[Saved data entries]
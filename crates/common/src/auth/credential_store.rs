//! Secure credential store
//!
//! Persists the current [`TokenSet`] as five independent entries in a
//! [`SecretStore`]:
//!
//! | key             | value                                   |
//! |-----------------|-----------------------------------------|
//! | `access_token`  | access token                            |
//! | `refresh_token` | refresh token (optional)                |
//! | `id_token`      | ID token (optional)                     |
//! | `expires_at`    | absolute expiry, epoch milliseconds     |
//! | `token_type`    | token type                              |
//!
//! `expires_in` is never stored. It is computed into `expires_at` on write
//! and re-derived on read, so the value returned always reflects the
//! remaining lifetime.
//!
//! A read/write lock spans each operation, so a reader never observes a new
//! access token paired with an old expiry.

use std::sync::Arc;

use async_trait::async_trait;
use thiserror::Error;
use tokio::sync::RwLock;
use tracing::{debug, warn};

use super::traits::CredentialStoreTrait;
use super::types::TokenSet;
use crate::security::{KeychainError, SecretStore};
use crate::time::Clock;

pub const ACCESS_TOKEN_KEY: &str = "access_token";
pub const REFRESH_TOKEN_KEY: &str = "refresh_token";
pub const ID_TOKEN_KEY: &str = "id_token";
pub const EXPIRES_AT_KEY: &str = "expires_at";
pub const TOKEN_TYPE_KEY: &str = "token_type";

/// Every key the store owns, in write order
pub const TOKEN_KEYS: [&str; 5] =
    [ACCESS_TOKEN_KEY, REFRESH_TOKEN_KEY, ID_TOKEN_KEY, EXPIRES_AT_KEY, TOKEN_TYPE_KEY];

/// Buffer used by [`CredentialStore::get_valid_access_token`]
pub const DEFAULT_EXPIRY_BUFFER_SECONDS: i64 = 300;

#[derive(Debug, Clone, PartialEq, Eq, Error)]
pub enum CredentialStoreError {
    /// The secure store rejected a write (keystore locked or unavailable)
    #[error("Failed to store {key}: {message}")]
    Write { key: String, message: String },

    #[error("Failed to read {key}: {message}")]
    Read { key: String, message: String },

    #[error("Failed to delete {key}: {message}")]
    Delete { key: String, message: String },
}

impl CredentialStoreError {
    fn write(key: &str, err: &KeychainError) -> Self {
        Self::Write { key: key.to_string(), message: err.to_string() }
    }

    fn read(key: &str, err: &KeychainError) -> Self {
        Self::Read { key: key.to_string(), message: err.to_string() }
    }

    fn delete(key: &str, err: &KeychainError) -> Self {
        Self::Delete { key: key.to_string(), message: err.to_string() }
    }
}

/// Token persistence over a [`SecretStore`]
pub struct CredentialStore {
    secrets: Arc<dyn SecretStore>,
    clock: Arc<dyn Clock>,
    lock: RwLock<()>,
}

impl CredentialStore {
    pub fn new(secrets: Arc<dyn SecretStore>, clock: Arc<dyn Clock>) -> Self {
        Self { secrets, clock, lock: RwLock::new(()) }
    }

    /// See [`CredentialStoreTrait::store_tokens`].
    ///
    /// # Errors
    /// [`CredentialStoreError::Write`] on the first failed read-back or write.
    pub async fn store_tokens(&self, tokens: &TokenSet) -> Result<(), CredentialStoreError> {
        let _guard = self.lock.write().await;

        let expires_at = self
            .clock
            .millis_since_epoch()
            .saturating_add(tokens.expires_in.saturating_mul(1000));

        let mut writes: Vec<(&str, String)> = vec![(ACCESS_TOKEN_KEY, tokens.access_token.clone())];
        if let Some(refresh_token) = &tokens.refresh_token {
            writes.push((REFRESH_TOKEN_KEY, refresh_token.clone()));
        }
        if let Some(id_token) = &tokens.id_token {
            writes.push((ID_TOKEN_KEY, id_token.clone()));
        }
        writes.push((EXPIRES_AT_KEY, expires_at.to_string()));
        writes.push((TOKEN_TYPE_KEY, tokens.token_type.clone()));

        let mut applied: Vec<(&str, Option<String>)> = Vec::with_capacity(writes.len());
        for (key, value) in &writes {
            let previous = match self.secrets.get(key).await {
                Ok(previous) => previous,
                Err(e) => {
                    self.rollback(&applied).await;
                    return Err(CredentialStoreError::write(key, &e));
                }
            };

            if let Err(e) = self.secrets.set(key, value).await {
                warn!(key = %key, error = %e, "Credential write failed, rolling back");
                self.rollback(&applied).await;
                return Err(CredentialStoreError::write(key, &e));
            }
            applied.push((*key, previous));
        }

        debug!(
            has_refresh_token = tokens.refresh_token.is_some(),
            has_id_token = tokens.id_token.is_some(),
            expires_at,
            "Tokens stored"
        );
        Ok(())
    }

    /// Best-effort restore of entries written by a failed `store_tokens`.
    async fn rollback(&self, applied: &[(&str, Option<String>)]) {
        for (key, previous) in applied.iter().rev() {
            let result = match previous {
                Some(value) => self.secrets.set(key, value).await,
                None => self.secrets.delete(key).await,
            };
            if let Err(e) = result {
                warn!(key = %key, error = %e, "Failed to roll back credential entry");
            }
        }
    }

    /// See [`CredentialStoreTrait::get_tokens`].
    ///
    /// # Errors
    /// [`CredentialStoreError::Read`] if any entry cannot be read.
    pub async fn get_tokens(&self) -> Result<Option<TokenSet>, CredentialStoreError> {
        let _guard = self.lock.read().await;

        let access_token = self.read(ACCESS_TOKEN_KEY).await?;
        let refresh_token = self.read(REFRESH_TOKEN_KEY).await?;
        let id_token = self.read(ID_TOKEN_KEY).await?;
        let expires_at = self.read(EXPIRES_AT_KEY).await?;
        let token_type = self.read(TOKEN_TYPE_KEY).await?;

        let (Some(access_token), Some(expires_at), Some(token_type)) =
            (access_token, expires_at, token_type)
        else {
            return Ok(None);
        };

        let Some(expires_at) = parse_expires_at(&expires_at) else {
            warn!("Stored expiry is not a valid timestamp, ignoring stored tokens");
            return Ok(None);
        };

        let remaining_ms = expires_at.saturating_sub(self.clock.millis_since_epoch());
        let expires_in = remaining_ms.div_euclid(1000).max(0);

        Ok(Some(TokenSet { access_token, refresh_token, id_token, expires_in, token_type }))
    }

    /// See [`CredentialStoreTrait::is_token_expired`].
    pub async fn is_token_expired(&self, buffer_seconds: i64) -> bool {
        let _guard = self.lock.read().await;
        self.expired_locked(buffer_seconds).await
    }

    /// See [`CredentialStoreTrait::clear_tokens`].
    ///
    /// # Errors
    /// The first [`CredentialStoreError::Delete`] encountered.
    pub async fn clear_tokens(&self) -> Result<(), CredentialStoreError> {
        let _guard = self.lock.write().await;

        let mut first_error = None;
        for key in TOKEN_KEYS {
            if let Err(e) = self.secrets.delete(key).await {
                warn!(key = %key, error = %e, "Failed to delete credential entry");
                first_error.get_or_insert_with(|| CredentialStoreError::delete(key, &e));
            }
        }

        match first_error {
            Some(err) => Err(err),
            None => {
                debug!("Tokens cleared");
                Ok(())
            }
        }
    }

    /// See [`CredentialStoreTrait::get_valid_access_token`].
    pub async fn get_valid_access_token(&self) -> Option<String> {
        let _guard = self.lock.read().await;
        if self.expired_locked(DEFAULT_EXPIRY_BUFFER_SECONDS).await {
            return None;
        }
        self.read(ACCESS_TOKEN_KEY).await.ok().flatten()
    }

    /// See [`CredentialStoreTrait::seconds_until_expiry`].
    pub async fn seconds_until_expiry(&self) -> Option<i64> {
        let _guard = self.lock.read().await;
        let expires_at = self.read_expires_at().await?;
        Some(expires_at.saturating_sub(self.clock.millis_since_epoch()).div_euclid(1000))
    }

    async fn expired_locked(&self, buffer_seconds: i64) -> bool {
        match self.read_expires_at().await {
            Some(expires_at) => {
                expires_at.saturating_sub(self.clock.millis_since_epoch())
                    <= buffer_seconds.saturating_mul(1000)
            }
            None => true,
        }
    }

    /// `None` when the expiry is absent, unparsable or unreadable.
    async fn read_expires_at(&self) -> Option<i64> {
        match self.secrets.get(EXPIRES_AT_KEY).await {
            Ok(Some(raw)) => parse_expires_at(&raw),
            Ok(None) => None,
            Err(e) => {
                warn!(error = %e, "Failed to read token expiry, treating token as expired");
                None
            }
        }
    }

    async fn read(&self, key: &str) -> Result<Option<String>, CredentialStoreError> {
        self.secrets.get(key).await.map_err(|e| CredentialStoreError::read(key, &e))
    }
}

fn parse_expires_at(raw: &str) -> Option<i64> {
    raw.trim().parse::<i64>().ok()
}

#[async_trait]
impl CredentialStoreTrait for CredentialStore {
    async fn store_tokens(&self, tokens: &TokenSet) -> Result<(), CredentialStoreError> {
        self.store_tokens(tokens).await
    }

    async fn get_tokens(&self) -> Result<Option<TokenSet>, CredentialStoreError> {
        self.get_tokens().await
    }

    async fn is_token_expired(&self, buffer_seconds: i64) -> bool {
        self.is_token_expired(buffer_seconds).await
    }

    async fn clear_tokens(&self) -> Result<(), CredentialStoreError> {
        self.clear_tokens().await
    }

    async fn get_valid_access_token(&self) -> Option<String> {
        self.get_valid_access_token().await
    }

    async fn seconds_until_expiry(&self) -> Option<i64> {
        self.seconds_until_expiry().await
    }
}
impl SessionController {
    /// Create a controller in the `Loading` state. Call
    /// [`restore_session`](Self::restore_session) before showing any UI.
    pub fn new(
        oauth_client: Arc<dyn OAuthClientTrait>,
        store: Arc<dyn CredentialStoreTrait>,
        browser: Arc<dyn AuthorizationBrowser>,
    ) -> Self {
        let token_manager =
            Arc::new(TokenManager::new(Arc::clone(&oauth_client), Arc::clone(&store)));
        let (state, _) = watch::channel(SessionState::loading());

        Self {
            oauth_client,
            token_manager,
            store,
            browser,
            state,
            operation: Mutex::new(()),
            refresh_buffer_seconds: DEFAULT_EXPIRY_BUFFER_SECONDS,
        }
    }

    /// Seconds before expiry at which a token counts as expired
    #[must_use]
    pub fn with_refresh_buffer(mut self, seconds: i64) -> Self {
        self.refresh_buffer_seconds = seconds.max(0);
        self
    }

    #[must_use]
    pub const fn refresh_buffer_seconds(&self) -> i64 {
        self.refresh_buffer_seconds
    }

    #[must_use]
    pub fn token_manager(&self) -> &Arc<TokenManager> {
        &self.token_manager
    }

    #[must_use]
    pub fn store(&self) -> &Arc<dyn CredentialStoreTrait> {
        &self.store
    }

    /// Receiver that sees every published snapshot
    #[must_use]
    pub fn subscribe(&self) -> watch::Receiver<SessionState> {
        self.state.subscribe()
    }

    #[must_use]
    pub fn snapshot(&self) -> SessionState {
        self.state.borrow().clone()
    }

    /// Interactive sign-in through the authorization browser
    ///
    /// # Errors
    /// - [`AuthError::UserCancelled`] when the browser is dismissed; the
    ///   session goes back to idle without an error message
    /// - [`AuthError::InvalidCredentials`] when the redirect reports an error
    ///   or its `state` does not match
    /// - network, storage or unknown errors from the exchange and profile
    ///   fetch; the snapshot carries the matching message
    pub async fn login(&self) -> Result<(), AuthError> {
        let _guard = self.operation.lock().await;
        self.publish(SessionState::loading());

        match self.run_login().await {
            Ok(state) => {
                info!(user_id = ?state.user.as_ref().map(|u| u.id.as_str()), "Login completed");
                self.publish(state);
                Ok(())
            }
            Err(AuthError::UserCancelled) => {
                info!("Login cancelled by user");
                self.publish(SessionState::idle());
                Err(AuthError::UserCancelled)
            }
            Err(err) => {
                warn!(error = %err, "Login failed");
                self.publish_failure(&err);
                Err(err)
            }
        }
    }

    async fn run_login(&self) -> Result<SessionState, AuthError> {
        let pkce = PkceChallenge::generate()?;
        let url = self.oauth_client.authorization_url(&pkce);

        let (code, returned_state) = match self.browser.authorize(&url).await {
            AuthorizationOutcome::Completed { code, state } => (code, state),
            AuthorizationOutcome::Cancelled => return Err(AuthError::UserCancelled),
            AuthorizationOutcome::Failed { error, description } => {
                return Err(AuthError::InvalidCredentials(match description {
                    Some(description) => format!("{error}: {description}"),
                    None => error,
                }));
            }
        };

        if !validate_state(&pkce.state, &returned_state) {
            return Err(AuthError::InvalidCredentials("state mismatch on redirect".to_string()));
        }

        let tokens = self.oauth_client.exchange_code_for_tokens(&code, &pkce.code_verifier).await?;
        drop(pkce);

        self.token_manager.replace_session(&tokens).await?;

        match self.oauth_client.fetch_user_info(&tokens.access_token).await {
            Ok(user) => Ok(SessionState::authenticated(user, tokens)),
            Err(err) => {
                self.discard_credentials("login").await;
                Err(err.into())
            }
        }
    }

    /// Sign out. Always ends idle; storage failures are only logged.
    pub async fn logout(&self) {
        let _guard = self.operation.lock().await;
        self.publish(SessionState::loading());
        self.logout_inner().await;
        info!("Logged out");
    }

    async fn logout_inner(&self) {
        self.discard_credentials("logout").await;
        self.publish(SessionState::idle());
    }

    /// Rebuild the session from stored credentials at startup
    ///
    /// Never surfaces an error. Anything that prevents restoring a valid
    /// session clears the store and ends idle.
    pub async fn restore_session(&self) {
        let _guard = self.operation.lock().await;
        self.publish(SessionState::loading());
        let state = self.run_restore().await;
        info!(authenticated = state.is_authenticated, "Session restoration finished");
        self.publish(state);
    }

    async fn run_restore(&self) -> SessionState {
        let tokens = match self.store.get_tokens().await {
            Ok(Some(tokens)) => tokens,
            Ok(None) => {
                debug!("No stored credentials to restore");
                return SessionState::idle();
            }
            Err(err) => {
                warn!(error = %err, "Failed to read stored credentials");
                return SessionState::idle();
            }
        };

        if !tokens.expires_within(self.refresh_buffer_seconds) {
            return self.restore_profile(tokens).await;
        }

        let Some(refresh_token) = tokens.refresh_token.filter(|token| !token.is_empty()) else {
            info!("Stored token expired without a refresh token");
            self.discard_credentials("restore").await;
            return SessionState::idle();
        };

        match self.token_manager.refresh_access_token(&refresh_token).await {
            Ok(refreshed) => self.restore_profile(refreshed).await,
            Err(err) => {
                warn!(error = %err, "Refresh during restoration failed");
                self.discard_credentials("restore").await;
                SessionState::idle()
            }
        }
    }

    async fn restore_profile(&self, tokens: TokenSet) -> SessionState {
        match self.oauth_client.fetch_user_info(&tokens.access_token).await {
            Ok(user) => SessionState::authenticated(user, tokens),
            Err(err) => {
                warn!(error = %err, "Profile fetch during restoration failed");
                self.discard_credentials("restore").await;
                SessionState::idle()
            }
        }
    }

    /// Refresh the stored tokens now
    ///
    /// On success only `tokens` in the snapshot change. On failure the
    /// session is logged out and the snapshot carries the expiry message.
    ///
    /// # Errors
    /// [`AuthError::RefreshFailed`] for any failure, including a missing
    /// refresh token.
    pub async fn refresh_token(&self) -> Result<TokenSet, AuthError> {
        let _guard = self.operation.lock().await;

        match self.token_manager.refresh_stored_tokens().await {
            Ok(tokens) => {
                debug!(expires_in = tokens.expires_in, "Session tokens refreshed");
                self.state.send_modify(|state| *state = state.with_tokens(tokens.clone()));
                Ok(tokens)
            }
            Err(err) => {
                warn!(error = %err, "Token refresh failed, ending session");
                let err = AuthError::refresh_failed(err);
                self.logout_inner().await;
                self.publish_failure(&err);
                Err(err)
            }
        }
    }

    /// Access token valid beyond the refresh buffer, refreshing if needed
    ///
    /// `Ok(None)` when signed out or when the token expired and cannot be
    /// refreshed.
    ///
    /// # Errors
    /// - [`AuthError::RefreshFailed`] when a needed refresh fails
    /// - [`AuthError::Storage`] when the store cannot be read or the
    ///   refreshed tokens cannot be saved
    pub async fn get_valid_access_token(&self) -> Result<Option<String>, AuthError> {
        match self.token_manager.get_valid_token(self.refresh_buffer_seconds).await {
            Ok(None) => Ok(None),
            Ok(Some(ValidToken::Current(token))) => Ok(Some(token)),
            Ok(Some(ValidToken::Refreshed { tokens, epoch })) => {
                self.state.send_if_modified(|state| {
                    // A sign-in or sign-out since the refresh owns the snapshot.
                    if state.tokens.is_none() || self.token_manager.epoch() != epoch {
                        return false;
                    }
                    *state = state.with_tokens(tokens.clone());
                    true
                });
                Ok(Some(tokens.access_token))
            }
            Err(TokenManagerError::Store(err)) => Err(err.into()),
            Err(err) => Err(AuthError::refresh_failed(err)),
        }
    }

    /// Dismiss the current error message
    pub fn clear_error(&self) {
        self.state.send_if_modified(|state| state.error.take().is_some());
    }

    fn publish(&self, state: SessionState) {
        self.state.send_replace(state);
    }

    fn publish_failure(&self, err: &AuthError) {
        match err.user_message() {
            Some(message) => self.publish(SessionState::failed(message)),
            None => self.publish(SessionState::idle()),
        }
    }

    async fn discard_credentials(&self, during: &'static str) {
        if let Err(err) = self.token_manager.clear_session().await {
            warn!(error = %err, during, "Failed to clear stored credentials");
        }
    }
}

Exercise directions: Your answer consists solely of the lines from the top of the records above through the line that contains "pub const TOKEN_KEYS: [&str;", each echoed exactly.

Output below:
filename crates/common/src/auth/credential_store.rs
//! Secure credential store
//!
//! Persists the current [`TokenSet`] as five independent entries in a
//! [`SecretStore`]:
//!
//! | key             | value                                   |
//! |-----------------|-----------------------------------------|
//! | `access_token`  | access token                            |
//! | `refresh_token` | refresh token (optional)                |
//! | `id_token`      | ID token (optional)                     |
//! | `expires_at`    | absolute expiry, epoch milliseconds     |
//! | `token_type`    | token type                              |
//!
//! `expires_in` is never stored. It is computed into `expires_at` on write
//! and re-derived on read, so the value returned always reflects the
//! remaining lifetime.
//!
//! A read/write lock spans each operation, so a reader never observes a new
//! access token paired with an old expiry.

use std::sync::Arc;

use async_trait::async_trait;
use thiserror::Error;
use tokio::sync::RwLock;
use tracing::{debug, warn};

use super::traits::CredentialStoreTrait;
use super::types::TokenSet;
use crate::security::{KeychainError, SecretStore};
use crate::time::Clock;

pub const ACCESS_TOKEN_KEY: &str = "access_token";
pub const REFRESH_TOKEN_KEY: &str = "refresh_token";
pub const ID_TOKEN_KEY: &str = "id_token";
pub const EXPIRES_AT_KEY: &str = "expires_at";
pub const TOKEN_TYPE_KEY: &str = "token_type";

/// Every key the store owns, in write order
pub const TOKEN_KEYS: [&str; 5] =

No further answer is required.